--- STORED DATA ---

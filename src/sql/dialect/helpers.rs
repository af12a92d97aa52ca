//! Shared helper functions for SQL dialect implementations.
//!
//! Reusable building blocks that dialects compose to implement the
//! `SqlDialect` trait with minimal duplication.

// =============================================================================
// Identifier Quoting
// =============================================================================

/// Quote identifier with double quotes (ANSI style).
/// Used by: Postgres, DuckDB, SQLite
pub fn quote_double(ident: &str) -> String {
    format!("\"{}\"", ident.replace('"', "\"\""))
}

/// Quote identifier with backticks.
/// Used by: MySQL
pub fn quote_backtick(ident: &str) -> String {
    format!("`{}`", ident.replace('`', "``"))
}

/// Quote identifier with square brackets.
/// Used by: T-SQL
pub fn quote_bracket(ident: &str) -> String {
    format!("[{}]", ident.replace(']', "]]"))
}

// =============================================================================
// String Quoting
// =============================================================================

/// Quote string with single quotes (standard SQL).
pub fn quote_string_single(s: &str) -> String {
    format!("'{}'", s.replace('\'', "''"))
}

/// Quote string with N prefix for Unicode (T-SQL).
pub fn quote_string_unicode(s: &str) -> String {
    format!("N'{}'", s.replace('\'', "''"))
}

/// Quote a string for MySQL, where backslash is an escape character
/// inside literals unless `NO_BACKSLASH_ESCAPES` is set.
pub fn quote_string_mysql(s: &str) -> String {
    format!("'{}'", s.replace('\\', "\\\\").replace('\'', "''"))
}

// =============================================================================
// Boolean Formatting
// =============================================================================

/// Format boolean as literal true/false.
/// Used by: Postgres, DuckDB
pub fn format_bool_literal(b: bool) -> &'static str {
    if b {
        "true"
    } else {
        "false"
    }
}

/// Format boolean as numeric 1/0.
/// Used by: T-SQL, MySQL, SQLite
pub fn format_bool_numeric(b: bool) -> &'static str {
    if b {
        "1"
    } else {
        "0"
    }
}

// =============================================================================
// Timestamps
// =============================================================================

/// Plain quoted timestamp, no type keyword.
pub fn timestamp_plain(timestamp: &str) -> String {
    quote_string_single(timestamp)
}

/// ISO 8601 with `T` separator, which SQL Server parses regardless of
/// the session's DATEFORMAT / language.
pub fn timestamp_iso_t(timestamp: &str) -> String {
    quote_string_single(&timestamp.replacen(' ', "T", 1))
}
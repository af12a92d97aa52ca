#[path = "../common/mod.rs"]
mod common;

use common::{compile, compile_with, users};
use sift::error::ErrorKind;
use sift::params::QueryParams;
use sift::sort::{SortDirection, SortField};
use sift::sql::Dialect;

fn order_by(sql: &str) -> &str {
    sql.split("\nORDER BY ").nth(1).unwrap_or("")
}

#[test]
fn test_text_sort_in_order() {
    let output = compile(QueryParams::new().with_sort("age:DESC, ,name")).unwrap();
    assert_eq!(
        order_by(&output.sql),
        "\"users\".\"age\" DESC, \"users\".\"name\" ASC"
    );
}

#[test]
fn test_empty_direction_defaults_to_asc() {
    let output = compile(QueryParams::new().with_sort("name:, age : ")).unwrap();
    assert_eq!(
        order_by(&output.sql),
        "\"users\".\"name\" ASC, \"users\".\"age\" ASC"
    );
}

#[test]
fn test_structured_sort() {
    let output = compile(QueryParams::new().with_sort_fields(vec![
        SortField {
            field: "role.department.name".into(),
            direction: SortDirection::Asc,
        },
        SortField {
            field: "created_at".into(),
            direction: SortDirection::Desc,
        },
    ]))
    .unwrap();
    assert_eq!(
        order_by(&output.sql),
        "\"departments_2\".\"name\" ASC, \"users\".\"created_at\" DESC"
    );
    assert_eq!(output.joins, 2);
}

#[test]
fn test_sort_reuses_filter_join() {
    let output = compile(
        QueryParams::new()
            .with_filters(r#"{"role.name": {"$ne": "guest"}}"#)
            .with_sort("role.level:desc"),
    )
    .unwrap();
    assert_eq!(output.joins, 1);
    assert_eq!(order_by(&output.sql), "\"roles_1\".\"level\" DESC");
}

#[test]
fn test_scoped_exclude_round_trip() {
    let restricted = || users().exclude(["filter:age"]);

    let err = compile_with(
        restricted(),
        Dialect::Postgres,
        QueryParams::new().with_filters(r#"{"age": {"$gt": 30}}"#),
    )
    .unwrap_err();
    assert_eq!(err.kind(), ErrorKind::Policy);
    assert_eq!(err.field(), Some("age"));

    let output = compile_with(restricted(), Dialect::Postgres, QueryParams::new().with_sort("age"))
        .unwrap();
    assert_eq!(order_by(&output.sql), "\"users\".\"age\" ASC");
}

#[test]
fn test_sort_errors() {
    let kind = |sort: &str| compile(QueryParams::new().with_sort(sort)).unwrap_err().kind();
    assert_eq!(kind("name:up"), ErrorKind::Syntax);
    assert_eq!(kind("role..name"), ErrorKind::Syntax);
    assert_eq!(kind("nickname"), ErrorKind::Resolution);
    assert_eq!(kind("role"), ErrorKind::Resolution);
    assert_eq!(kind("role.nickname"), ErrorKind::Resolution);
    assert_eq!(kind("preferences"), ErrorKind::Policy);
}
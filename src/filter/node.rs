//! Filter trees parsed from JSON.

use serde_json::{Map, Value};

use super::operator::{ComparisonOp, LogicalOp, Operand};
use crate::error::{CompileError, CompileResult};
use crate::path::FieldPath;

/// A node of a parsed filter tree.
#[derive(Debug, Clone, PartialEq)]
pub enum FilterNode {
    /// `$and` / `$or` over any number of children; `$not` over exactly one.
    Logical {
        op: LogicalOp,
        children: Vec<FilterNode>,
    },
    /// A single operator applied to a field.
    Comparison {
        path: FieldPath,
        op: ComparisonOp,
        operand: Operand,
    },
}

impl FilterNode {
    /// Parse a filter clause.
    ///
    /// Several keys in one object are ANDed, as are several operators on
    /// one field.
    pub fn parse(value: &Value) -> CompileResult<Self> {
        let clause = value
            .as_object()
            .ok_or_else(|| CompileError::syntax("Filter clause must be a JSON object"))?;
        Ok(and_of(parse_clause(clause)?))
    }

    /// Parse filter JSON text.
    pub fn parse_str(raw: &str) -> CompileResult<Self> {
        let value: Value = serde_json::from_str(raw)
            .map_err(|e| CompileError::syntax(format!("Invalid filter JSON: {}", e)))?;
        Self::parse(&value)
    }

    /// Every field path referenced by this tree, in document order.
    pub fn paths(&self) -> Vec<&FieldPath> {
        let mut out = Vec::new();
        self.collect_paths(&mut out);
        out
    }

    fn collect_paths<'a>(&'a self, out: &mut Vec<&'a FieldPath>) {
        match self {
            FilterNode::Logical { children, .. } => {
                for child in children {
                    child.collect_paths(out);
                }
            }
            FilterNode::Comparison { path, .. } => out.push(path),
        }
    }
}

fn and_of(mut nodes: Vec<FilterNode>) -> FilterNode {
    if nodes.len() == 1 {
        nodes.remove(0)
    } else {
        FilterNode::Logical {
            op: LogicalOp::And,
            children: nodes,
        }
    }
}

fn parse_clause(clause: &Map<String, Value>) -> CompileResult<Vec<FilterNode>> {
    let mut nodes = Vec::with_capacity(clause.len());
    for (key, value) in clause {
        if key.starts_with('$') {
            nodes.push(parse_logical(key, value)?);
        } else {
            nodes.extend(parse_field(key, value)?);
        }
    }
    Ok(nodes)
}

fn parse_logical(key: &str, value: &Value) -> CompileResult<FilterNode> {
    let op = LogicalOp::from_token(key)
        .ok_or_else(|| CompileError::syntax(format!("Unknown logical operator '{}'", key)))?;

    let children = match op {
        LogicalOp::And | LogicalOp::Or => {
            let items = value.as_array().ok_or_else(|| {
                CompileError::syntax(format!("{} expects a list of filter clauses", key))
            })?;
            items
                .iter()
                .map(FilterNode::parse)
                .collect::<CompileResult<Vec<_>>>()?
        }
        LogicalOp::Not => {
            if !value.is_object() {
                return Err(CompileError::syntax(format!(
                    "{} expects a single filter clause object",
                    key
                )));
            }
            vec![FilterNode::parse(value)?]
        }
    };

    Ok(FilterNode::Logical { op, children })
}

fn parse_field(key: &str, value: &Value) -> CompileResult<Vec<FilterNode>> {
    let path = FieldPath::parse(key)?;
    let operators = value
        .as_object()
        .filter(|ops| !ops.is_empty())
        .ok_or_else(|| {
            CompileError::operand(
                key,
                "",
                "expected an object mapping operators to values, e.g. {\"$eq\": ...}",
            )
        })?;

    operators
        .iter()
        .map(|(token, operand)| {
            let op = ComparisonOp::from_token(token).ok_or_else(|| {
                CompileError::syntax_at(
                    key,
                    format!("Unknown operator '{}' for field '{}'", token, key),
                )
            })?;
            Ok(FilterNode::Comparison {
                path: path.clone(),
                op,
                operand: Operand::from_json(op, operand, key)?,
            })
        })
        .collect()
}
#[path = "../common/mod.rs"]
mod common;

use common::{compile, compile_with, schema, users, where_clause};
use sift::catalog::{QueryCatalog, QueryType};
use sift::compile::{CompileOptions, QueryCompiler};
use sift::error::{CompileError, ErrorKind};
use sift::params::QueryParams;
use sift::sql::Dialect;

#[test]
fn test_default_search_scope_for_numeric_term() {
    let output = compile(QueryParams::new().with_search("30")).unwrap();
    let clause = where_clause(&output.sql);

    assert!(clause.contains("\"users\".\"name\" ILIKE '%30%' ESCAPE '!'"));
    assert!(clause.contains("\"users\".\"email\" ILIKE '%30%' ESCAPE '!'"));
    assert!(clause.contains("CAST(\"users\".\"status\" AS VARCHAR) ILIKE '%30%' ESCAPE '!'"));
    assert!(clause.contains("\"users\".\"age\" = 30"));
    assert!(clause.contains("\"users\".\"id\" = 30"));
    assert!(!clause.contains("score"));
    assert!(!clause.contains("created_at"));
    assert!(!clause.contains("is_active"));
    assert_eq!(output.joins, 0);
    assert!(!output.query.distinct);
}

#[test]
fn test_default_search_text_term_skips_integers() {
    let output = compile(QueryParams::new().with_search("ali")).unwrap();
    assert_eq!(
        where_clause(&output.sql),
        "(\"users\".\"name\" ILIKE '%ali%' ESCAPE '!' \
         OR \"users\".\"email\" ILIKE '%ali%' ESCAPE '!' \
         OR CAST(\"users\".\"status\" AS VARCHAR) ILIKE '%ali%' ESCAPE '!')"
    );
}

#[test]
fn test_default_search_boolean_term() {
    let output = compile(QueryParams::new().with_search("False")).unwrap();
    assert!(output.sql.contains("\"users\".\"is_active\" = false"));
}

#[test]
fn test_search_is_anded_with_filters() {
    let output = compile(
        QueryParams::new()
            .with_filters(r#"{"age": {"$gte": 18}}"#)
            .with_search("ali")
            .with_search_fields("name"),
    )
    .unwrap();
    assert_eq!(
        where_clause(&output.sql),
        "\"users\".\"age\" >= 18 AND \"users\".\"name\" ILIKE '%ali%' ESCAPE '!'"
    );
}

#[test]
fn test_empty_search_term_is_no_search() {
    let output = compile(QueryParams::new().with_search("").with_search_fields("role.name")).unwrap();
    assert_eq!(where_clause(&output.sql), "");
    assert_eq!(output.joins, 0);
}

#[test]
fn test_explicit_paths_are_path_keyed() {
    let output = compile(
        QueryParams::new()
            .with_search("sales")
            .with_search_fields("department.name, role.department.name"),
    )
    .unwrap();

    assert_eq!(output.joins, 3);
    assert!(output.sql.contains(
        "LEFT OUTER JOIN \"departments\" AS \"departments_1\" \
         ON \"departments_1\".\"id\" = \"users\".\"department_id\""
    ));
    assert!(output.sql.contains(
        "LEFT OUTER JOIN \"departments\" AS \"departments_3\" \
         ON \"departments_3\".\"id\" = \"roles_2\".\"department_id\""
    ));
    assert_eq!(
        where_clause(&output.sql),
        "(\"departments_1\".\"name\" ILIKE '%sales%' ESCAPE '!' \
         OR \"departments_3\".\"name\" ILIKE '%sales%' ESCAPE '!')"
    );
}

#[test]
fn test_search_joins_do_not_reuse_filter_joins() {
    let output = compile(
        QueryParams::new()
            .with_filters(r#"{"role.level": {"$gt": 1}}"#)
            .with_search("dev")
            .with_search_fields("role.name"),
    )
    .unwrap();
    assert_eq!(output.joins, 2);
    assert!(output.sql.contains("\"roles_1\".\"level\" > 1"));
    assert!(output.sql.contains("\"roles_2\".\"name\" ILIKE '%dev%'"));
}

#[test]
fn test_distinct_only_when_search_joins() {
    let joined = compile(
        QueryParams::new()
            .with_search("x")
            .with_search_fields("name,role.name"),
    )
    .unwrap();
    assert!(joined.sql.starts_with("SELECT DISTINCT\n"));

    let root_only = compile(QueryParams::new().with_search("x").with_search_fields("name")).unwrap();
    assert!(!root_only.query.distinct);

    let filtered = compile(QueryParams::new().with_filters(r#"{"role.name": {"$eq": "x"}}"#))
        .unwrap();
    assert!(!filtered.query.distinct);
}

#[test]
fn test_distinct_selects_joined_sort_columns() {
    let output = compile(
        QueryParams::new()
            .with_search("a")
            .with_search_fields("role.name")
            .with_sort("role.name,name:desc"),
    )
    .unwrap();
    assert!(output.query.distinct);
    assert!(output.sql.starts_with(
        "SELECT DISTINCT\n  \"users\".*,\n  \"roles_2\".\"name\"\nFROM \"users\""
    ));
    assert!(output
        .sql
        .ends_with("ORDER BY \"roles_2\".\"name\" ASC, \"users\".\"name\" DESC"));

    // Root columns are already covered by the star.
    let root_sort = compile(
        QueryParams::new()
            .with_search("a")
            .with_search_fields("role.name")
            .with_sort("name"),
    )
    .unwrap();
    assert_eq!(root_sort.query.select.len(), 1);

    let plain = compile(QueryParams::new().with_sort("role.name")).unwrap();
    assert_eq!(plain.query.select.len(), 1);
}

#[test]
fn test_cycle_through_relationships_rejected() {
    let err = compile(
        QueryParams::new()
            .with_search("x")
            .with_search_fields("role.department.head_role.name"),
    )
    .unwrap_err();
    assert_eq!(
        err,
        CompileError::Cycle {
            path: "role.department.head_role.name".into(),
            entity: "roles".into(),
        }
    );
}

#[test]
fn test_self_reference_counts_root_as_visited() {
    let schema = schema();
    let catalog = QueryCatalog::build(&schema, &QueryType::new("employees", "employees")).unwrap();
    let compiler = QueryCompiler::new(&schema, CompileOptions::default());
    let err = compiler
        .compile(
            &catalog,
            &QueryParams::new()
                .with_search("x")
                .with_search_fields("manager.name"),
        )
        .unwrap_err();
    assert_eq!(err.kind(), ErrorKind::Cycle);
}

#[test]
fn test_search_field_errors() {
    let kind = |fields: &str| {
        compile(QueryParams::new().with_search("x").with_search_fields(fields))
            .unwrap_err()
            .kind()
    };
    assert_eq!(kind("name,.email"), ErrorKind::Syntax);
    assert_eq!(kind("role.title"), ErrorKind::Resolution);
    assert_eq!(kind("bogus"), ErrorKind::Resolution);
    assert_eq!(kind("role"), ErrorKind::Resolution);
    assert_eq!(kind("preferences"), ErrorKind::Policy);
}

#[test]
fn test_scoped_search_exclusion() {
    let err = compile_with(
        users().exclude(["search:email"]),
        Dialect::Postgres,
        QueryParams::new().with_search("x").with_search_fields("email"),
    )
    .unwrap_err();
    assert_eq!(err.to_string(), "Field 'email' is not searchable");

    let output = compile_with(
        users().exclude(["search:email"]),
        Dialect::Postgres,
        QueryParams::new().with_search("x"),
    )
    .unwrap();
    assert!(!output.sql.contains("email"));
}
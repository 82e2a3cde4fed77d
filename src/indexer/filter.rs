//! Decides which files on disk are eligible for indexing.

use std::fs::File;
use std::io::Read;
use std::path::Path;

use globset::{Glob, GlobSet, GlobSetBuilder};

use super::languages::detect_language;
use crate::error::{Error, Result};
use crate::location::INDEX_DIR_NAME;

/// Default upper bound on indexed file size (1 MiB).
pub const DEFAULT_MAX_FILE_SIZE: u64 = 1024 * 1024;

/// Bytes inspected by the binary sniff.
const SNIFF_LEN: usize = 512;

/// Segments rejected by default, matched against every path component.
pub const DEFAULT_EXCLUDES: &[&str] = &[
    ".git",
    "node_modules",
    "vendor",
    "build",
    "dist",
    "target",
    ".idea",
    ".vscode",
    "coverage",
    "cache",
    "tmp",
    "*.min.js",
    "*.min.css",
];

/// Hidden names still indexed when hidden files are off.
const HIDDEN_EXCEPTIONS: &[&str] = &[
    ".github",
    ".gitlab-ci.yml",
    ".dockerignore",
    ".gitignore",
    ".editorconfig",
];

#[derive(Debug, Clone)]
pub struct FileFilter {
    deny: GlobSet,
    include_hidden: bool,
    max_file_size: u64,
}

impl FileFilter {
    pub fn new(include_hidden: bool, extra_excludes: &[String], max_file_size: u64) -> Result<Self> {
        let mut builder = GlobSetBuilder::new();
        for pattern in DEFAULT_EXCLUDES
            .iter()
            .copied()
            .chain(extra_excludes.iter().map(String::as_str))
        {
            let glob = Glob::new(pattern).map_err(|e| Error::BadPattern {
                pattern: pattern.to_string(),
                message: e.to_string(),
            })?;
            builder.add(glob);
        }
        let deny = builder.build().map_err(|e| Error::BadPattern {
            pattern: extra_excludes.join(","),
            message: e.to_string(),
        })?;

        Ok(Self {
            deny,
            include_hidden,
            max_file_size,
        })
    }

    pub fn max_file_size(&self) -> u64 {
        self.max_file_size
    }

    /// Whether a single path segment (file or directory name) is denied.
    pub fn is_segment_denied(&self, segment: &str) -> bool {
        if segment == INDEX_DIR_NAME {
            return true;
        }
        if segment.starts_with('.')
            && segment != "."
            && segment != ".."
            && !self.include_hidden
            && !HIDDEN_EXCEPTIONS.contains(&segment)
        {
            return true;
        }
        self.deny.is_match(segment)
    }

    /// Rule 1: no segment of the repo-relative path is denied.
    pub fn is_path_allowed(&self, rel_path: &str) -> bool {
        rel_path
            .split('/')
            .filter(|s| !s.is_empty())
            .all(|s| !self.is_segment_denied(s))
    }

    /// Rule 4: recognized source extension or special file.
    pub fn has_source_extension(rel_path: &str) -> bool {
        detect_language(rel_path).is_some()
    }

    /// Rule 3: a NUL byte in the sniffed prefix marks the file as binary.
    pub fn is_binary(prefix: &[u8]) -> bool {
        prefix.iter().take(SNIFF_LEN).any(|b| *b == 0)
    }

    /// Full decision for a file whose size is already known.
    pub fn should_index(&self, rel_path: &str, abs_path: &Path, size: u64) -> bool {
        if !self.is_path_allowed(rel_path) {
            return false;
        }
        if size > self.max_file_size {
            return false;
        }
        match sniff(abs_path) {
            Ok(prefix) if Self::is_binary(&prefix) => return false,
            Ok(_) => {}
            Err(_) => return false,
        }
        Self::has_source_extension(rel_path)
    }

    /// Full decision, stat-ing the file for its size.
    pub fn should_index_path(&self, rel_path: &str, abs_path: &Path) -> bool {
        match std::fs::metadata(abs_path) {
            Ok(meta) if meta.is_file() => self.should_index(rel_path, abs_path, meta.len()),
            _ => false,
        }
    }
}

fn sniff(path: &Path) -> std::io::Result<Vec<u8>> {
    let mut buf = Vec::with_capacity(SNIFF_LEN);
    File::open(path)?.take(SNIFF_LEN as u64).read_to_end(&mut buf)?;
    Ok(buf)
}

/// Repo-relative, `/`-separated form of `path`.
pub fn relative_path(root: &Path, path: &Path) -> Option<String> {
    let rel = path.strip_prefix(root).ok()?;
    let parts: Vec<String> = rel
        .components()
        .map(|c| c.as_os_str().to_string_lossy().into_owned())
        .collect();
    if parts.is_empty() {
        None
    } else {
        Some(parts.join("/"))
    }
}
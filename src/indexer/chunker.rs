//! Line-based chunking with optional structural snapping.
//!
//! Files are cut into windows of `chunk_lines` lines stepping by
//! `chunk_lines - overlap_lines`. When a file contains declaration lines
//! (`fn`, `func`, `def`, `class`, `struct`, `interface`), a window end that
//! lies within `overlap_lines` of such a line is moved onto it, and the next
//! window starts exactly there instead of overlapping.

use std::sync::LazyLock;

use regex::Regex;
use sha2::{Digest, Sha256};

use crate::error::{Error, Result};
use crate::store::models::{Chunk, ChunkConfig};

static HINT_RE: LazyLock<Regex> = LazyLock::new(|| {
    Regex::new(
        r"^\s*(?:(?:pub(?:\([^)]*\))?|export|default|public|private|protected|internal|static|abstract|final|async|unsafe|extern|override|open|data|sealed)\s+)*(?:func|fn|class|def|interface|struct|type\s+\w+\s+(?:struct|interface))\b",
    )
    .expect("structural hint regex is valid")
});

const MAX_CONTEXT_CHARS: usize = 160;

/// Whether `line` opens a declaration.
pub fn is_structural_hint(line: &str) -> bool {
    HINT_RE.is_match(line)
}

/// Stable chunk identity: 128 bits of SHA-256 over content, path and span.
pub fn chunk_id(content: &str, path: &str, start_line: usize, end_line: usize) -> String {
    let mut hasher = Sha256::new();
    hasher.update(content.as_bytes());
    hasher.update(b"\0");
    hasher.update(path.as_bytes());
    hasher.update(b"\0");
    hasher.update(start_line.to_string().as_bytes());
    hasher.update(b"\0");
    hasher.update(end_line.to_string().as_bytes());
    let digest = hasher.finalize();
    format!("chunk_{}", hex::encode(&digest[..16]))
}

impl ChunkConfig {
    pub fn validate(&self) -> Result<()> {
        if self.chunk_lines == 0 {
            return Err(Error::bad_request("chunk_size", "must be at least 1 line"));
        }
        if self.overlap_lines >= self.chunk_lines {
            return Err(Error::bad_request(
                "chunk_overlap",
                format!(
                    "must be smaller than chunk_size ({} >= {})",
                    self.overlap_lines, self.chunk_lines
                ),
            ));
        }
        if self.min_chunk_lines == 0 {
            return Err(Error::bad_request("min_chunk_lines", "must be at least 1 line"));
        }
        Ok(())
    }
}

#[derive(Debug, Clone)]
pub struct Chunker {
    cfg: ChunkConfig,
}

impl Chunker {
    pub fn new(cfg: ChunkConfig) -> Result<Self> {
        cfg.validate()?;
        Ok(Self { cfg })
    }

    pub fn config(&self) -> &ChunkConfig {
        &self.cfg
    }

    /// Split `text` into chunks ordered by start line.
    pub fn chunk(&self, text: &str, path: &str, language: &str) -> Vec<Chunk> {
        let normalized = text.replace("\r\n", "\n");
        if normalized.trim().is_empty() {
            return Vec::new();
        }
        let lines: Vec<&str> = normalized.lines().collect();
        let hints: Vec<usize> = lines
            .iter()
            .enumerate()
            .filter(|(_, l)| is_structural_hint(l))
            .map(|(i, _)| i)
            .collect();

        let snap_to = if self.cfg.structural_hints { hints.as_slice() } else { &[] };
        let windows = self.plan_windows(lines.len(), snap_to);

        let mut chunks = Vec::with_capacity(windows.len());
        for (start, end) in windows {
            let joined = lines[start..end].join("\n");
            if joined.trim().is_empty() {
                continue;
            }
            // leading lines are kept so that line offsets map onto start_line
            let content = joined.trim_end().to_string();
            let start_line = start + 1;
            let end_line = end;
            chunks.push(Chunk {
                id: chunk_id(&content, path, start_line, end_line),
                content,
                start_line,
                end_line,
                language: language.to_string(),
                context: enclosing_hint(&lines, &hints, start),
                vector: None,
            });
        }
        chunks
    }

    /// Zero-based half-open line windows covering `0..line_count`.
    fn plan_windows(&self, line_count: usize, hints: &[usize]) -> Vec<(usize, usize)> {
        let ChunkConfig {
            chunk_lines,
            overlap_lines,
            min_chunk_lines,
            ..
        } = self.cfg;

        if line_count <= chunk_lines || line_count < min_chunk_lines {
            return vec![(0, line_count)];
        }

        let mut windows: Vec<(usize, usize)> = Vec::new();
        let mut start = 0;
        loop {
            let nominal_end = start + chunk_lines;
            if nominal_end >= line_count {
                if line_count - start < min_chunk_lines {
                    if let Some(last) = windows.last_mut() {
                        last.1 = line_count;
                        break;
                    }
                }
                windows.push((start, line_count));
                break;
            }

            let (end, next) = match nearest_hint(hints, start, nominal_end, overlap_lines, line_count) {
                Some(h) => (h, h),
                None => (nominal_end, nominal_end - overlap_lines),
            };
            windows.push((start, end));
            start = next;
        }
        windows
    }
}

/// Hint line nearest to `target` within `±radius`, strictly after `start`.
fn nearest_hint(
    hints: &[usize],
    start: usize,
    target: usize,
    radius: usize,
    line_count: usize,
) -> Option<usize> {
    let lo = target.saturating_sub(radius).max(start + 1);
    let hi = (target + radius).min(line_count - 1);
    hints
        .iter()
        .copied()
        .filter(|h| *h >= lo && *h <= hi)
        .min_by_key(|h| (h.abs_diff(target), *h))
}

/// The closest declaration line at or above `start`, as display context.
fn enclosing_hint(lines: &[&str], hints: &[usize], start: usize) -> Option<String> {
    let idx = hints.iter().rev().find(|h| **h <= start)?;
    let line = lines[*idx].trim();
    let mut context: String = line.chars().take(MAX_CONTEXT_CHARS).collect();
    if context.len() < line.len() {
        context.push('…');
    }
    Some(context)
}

---

TASK PROMPT:
Retype exactly the span of lines from the one with "let rel = path.strip_prefix(root).ok()?;" through the one with "filename src/indexer/chunker.rs"; include both ends and omit the rest of the material.

SOLUTION:
    let rel = path.strip_prefix(root).ok()?;
    let parts: Vec<String> = rel
        .components()
        .map(|c| c.as_os_str().to_string_lossy().into_owned())
        .collect();
    if parts.is_empty() {
        None
    } else {
        Some(parts.join("/"))
    }
}
filename src/indexer/chunker.rs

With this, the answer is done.